Thanks both. I'll keep working on recall and hope he stops being a knob!

We have now got a couple of different quiet routes @BiteyShark so will be sticking to those while we practice!

He never disappears just won't come back. Ha. Makes me look a right loon.

I like the hide and seek strategy. I might try that next time we're on a quiet walk and see how we go.

OP’s posts: |
FurryMuzzle Sat 08-Feb-20 12:34:43

Get a long trailing lead and stay a distance away from other dogs. Use the lead like a saftey line rather than an object of control.

Use treats and encouragement to keep your dog moving with you, rather than towards the other dog and only use the lead to hold him if you have to. The idea being that you build up a habit of him choosing to stay with you, rather than a habit of him fighting the lead.

Do this often enough, be consistent and eventually other dogs become a bit more boring again. When combined with the habit forming above you should get some good recall back again - once the teenage months are over! grin

Make yourself ore interesting as bitey suggests and the training will be even more effective.
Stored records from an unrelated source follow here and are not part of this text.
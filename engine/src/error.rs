use thiserror::Error;

#[derive(Error, Debug)]
pub enum EngineError {
    #[error("Configuration error: {0}")]
    Configuration(String),

    #[error("Not found: {0}")]
    NotFound(String),

    #[error("Backup {backup_id} is missing provenance tag {tag}")]
    MissingProvenance { backup_id: String, tag: String },

    #[error("No automated snapshot exists for {entity_id}")]
    NoAutomatedSnapshot { entity_id: String },

    #[error("Invalid state: {0}")]
    InvalidState(String),

    #[error("Already exists: {0}")]
    AlreadyExists(String),

    #[error("Invalid request: {0}")]
    InvalidRequest(String),

    #[error("Invalid tags: {0}")]
    InvalidTags(String),

    #[error("Timed out: {0}")]
    Timeout(String),

    #[error("Provider error: {0}")]
    Provider(String),
}

impl EngineError {
    /// Whether running the same operation again can succeed without intervention.
    pub fn is_retryable(&self) -> bool {
        matches!(
            self,
            EngineError::InvalidState(_) | EngineError::Timeout(_) | EngineError::Provider(_)
        )
    }
}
caranx Sat 08-Feb-20 12:47:35

It'll improve when he's less of a teenager. But do keep training.

Have a special recall word. Only use this when you expect instant recall. e.g. "Dogsname come"

Use a different word for situations where you want him to look at you when he's ready or head your way at his leisure. e.g. "Pup". Use this word as much as you like.

Whilst he is training only use the Recall word if you know he is going to come. Do not use it when he is playing with other dogs as he won't come. If there are other dogs, keep him on lead, or go over and retrieve him. Everyone had puppies with bad recall don't be embarassed. If you feel the need to shout something use the come at your leisure word.

When training recall start somewhere boring with him very close to you. Give the recall command and show high value to him treat. Give him the treat and praise him. Only use these treats for recall no time else (mine likes bits of those cat sticks, they keep in the pocket in a little baggies for ages). Practice at home, garden and on boring walks. Gradually increase the distance. Mine loved galloping from the other end of the house for a treat at random times.

Don't use the recall word to bring him to you for something not fun like nail clipping or a bath. Always make recall super-fun. If on a walk don't recall him to go home.

TeacupRex Sat 08-Feb-20 14:57:41

If it's of any reassurance, most dogs tend to lose interest in playing with others once they mature. They might have a friendly sniff and a tail wag when they meet a strange dog, but that tends to be the extent of it! Mine barely ever play with other dogs now (and if they do, it's a short chase for about 5 seconds), they are more interested in sniffing around.


GeraltOfRivia Sun 09-Feb-20 06:31:35

Thanks everyone. Some really good tips and words of hope!

OP’s posts: |
Theoscargoesto Sun 09-Feb-20 22:21:31

There is a book called Total Recall by Pippa Mattinson that I used when my 9 month old dog wouldn’t come back in command. At one point walking her off lead was really stressful. The book helped, as did the passage of time. Dogs that age are arseholes, but it gets better, honest!!